Dataset entries
Start of Block

// SPDX-License-Identifier: MIT
// Copyright (c) 2026 Alfred Jean LLC

//! offsync-core: data model for the offsync synchronization core
//!
//! This crate provides the transport-free pieces shared by the runtime and
//! the command line: the failure taxonomy, queued request model and replay
//! ordering, cache keys, and the real-time wire format.

pub mod clock;
pub mod error;
pub mod key;
pub mod protocol;
pub mod request;

pub use clock::{ClockSource, ManualClock, SystemClock};
pub use error::{Error, Result};
pub use key::{KeyPattern, QueryKey};
pub use protocol::{ChannelStatus, ConnectionState, Envelope, ServerEvent};
pub use request::{
    Method, NewRequest, Priority, QueueStatus, QueuedRequest, RequestId, RequestMetadata,
};
//! `/api/scores/best`

use keepsake_api::{Endpoint, Reply};

use crate::{FunctionRequest, Invocation};

pub const ENDPOINT: Endpoint = Endpoint::BestScore;

pub async fn handler(invocation: &Invocation, request: FunctionRequest) -> Reply {
    invocation
        .facade()
        .dispatch(ENDPOINT, &request.method, request.id.as_deref(), request.body())
        .await
}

End of Block

### TASK REQUIREMENTS
Please find, in the entries above, every line where "error" occurs, and copy it.

### EXERCISE SOLUTION
pub mod error;
pub use error::{Error, Result};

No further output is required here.